- _Data to process_:
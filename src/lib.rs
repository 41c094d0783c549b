//! # Vector Bridge
//!
//! Query a vector index that was built with a large embedding model, using
//! either that model through a hosted inference API or a small local model
//! whose vectors are projected into the index's space by a trained linear
//! adapter.
//!
//! ## Architecture
//!
//! ```text
//!   query ──▶ normalize ──▶ ┌──────────────────┐ ──▶ reconcile ──▶ ┌─────────┐
//!                           │ EmbeddingProvider │                   │  Index  │
//!                           │ remote | adapted  │                   │  query  │
//!                           │ local  | local     │                   └────┬────┘
//!                           └──────────────────┘                        │
//!                       ranked passages ◀── sort ◀── min score ◀── noise filter
//! ```
//!
//! The pure pipeline (dimension reconciliation, text filtering, the space
//! adapter, training and retrieval) lives in [`vector_bridge_core`]. This
//! crate supplies the I/O around it: configuration, the HTTP index client,
//! the embedding backends, adapter persistence and the `vbr` commands.
//!
//! ## Modules
//!
//! | Module | Purpose |
//! |--------|---------|
//! | [`config`] | TOML configuration with defaults and validation |
//! | [`context`] | Lazily initialized index, adapter and provider |
//! | [`embedding`] | Remote provider and local encoders |
//! | [`pinecone`] | HTTP vector index client |
//! | [`adapter_store`] | Load and save adapter artifacts |
//! | [`search`] | `vbr search` |
//! | [`inspect`] | `vbr stats`, `vbr inspect` |
//! | [`adapter_cmd`] | `vbr adapter train`, `vbr adapter eval` |

pub mod adapter_cmd;
pub mod adapter_store;
pub mod config;
pub mod context;
pub mod embedding;
pub mod inspect;
pub mod pinecone;
pub mod search;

- _Task details_: Take the entries above and transcribe them exactly.

- _Answer area_:
filename src/lib.rs
repository 41c094d0783c549b
//! # Vector Bridge
//!
//! Query a vector index that was built with a large embedding model, using
//! either that model through a hosted inference API or a small local model
//! whose vectors are projected into the index's space by a trained linear
//! adapter.
//!
//! ## Architecture
//!
//! ```text
//!   query ──▶ normalize ──▶ ┌──────────────────┐ ──▶ reconcile ──▶ ┌─────────┐
//!                           │ EmbeddingProvider │                   │  Index  │
//!                           │ remote | adapted  │                   │  query  │
//!                           │ local  | local     │                   └────┬────┘
//!                           └──────────────────┘                        │
//!                       ranked passages ◀── sort ◀── min score ◀── noise filter
//! ```
//!
//! The pure pipeline (dimension reconciliation, text filtering, the space
//! adapter, training and retrieval) lives in [`vector_bridge_core`]. This
//! crate supplies the I/O around it: configuration, the HTTP index client,
//! the embedding backends, adapter persistence and the `vbr` commands.
//!
//! ## Modules
//!
//! | Module | Purpose |
//! |--------|---------|
//! | [`config`] | TOML configuration with defaults and validation |
//! | [`context`] | Lazily initialized index, adapter and provider |
//! | [`embedding`] | Remote provider and local encoders |
//! | [`pinecone`] | HTTP vector index client |
//! | [`adapter_store`] | Load and save adapter artifacts |
//! | [`search`] | `vbr search` |
//! | [`inspect`] | `vbr stats`, `vbr inspect` |
//! | [`adapter_cmd`] | `vbr adapter train`, `vbr adapter eval` |

pub mod adapter_cmd;
pub mod adapter_store;
pub mod config;
pub mod context;
pub mod embedding;
pub mod inspect;
pub mod pinecone;
pub mod search;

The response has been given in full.